Dataset entries:
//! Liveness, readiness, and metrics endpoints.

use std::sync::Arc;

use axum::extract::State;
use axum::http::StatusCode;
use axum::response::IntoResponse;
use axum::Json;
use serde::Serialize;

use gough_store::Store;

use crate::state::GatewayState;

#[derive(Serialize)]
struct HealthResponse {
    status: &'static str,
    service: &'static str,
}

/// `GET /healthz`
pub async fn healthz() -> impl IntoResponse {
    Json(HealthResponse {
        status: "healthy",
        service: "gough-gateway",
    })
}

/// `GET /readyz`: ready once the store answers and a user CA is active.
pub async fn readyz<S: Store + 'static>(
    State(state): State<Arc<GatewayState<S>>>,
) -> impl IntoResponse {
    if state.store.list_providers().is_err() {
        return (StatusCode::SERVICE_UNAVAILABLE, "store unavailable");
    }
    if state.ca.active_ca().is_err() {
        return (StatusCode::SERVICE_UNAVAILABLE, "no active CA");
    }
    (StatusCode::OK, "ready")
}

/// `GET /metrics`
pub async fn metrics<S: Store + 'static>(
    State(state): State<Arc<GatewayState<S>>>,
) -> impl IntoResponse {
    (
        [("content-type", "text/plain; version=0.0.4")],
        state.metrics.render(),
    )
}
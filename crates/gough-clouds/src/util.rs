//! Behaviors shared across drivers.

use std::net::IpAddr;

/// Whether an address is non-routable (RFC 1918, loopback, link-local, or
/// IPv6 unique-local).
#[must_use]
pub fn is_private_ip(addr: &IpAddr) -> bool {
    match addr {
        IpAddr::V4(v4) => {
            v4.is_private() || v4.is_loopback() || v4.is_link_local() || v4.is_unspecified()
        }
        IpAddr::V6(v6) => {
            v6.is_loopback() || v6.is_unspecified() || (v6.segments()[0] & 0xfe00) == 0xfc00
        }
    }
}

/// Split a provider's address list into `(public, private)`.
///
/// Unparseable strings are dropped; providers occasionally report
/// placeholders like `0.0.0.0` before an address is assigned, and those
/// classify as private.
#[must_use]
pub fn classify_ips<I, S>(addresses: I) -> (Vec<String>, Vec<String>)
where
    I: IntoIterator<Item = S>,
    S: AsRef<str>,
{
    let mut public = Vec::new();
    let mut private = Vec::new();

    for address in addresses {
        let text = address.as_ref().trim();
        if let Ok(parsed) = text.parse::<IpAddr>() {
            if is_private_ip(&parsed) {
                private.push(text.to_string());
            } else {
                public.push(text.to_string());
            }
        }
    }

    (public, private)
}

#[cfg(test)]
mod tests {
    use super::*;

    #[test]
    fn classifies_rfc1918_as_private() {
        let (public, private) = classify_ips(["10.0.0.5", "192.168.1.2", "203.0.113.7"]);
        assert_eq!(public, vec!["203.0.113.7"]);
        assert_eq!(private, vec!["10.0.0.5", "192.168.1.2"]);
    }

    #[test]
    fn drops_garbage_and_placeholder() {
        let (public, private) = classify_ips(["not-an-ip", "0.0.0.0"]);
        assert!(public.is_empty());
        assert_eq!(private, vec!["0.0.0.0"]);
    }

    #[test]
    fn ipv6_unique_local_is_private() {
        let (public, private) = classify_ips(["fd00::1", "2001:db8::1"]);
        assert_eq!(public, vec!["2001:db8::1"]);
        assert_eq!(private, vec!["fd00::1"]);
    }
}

### WORK TO BE COMPLETED:
Read through the lines above and collect those that contain the string "StatusCode".

### RESPONSE BOX:
use axum::http::StatusCode;
        return (StatusCode::SERVICE_UNAVAILABLE, "store unavailable");
        return (StatusCode::SERVICE_UNAVAILABLE, "no active CA");
    (StatusCode::OK, "ready")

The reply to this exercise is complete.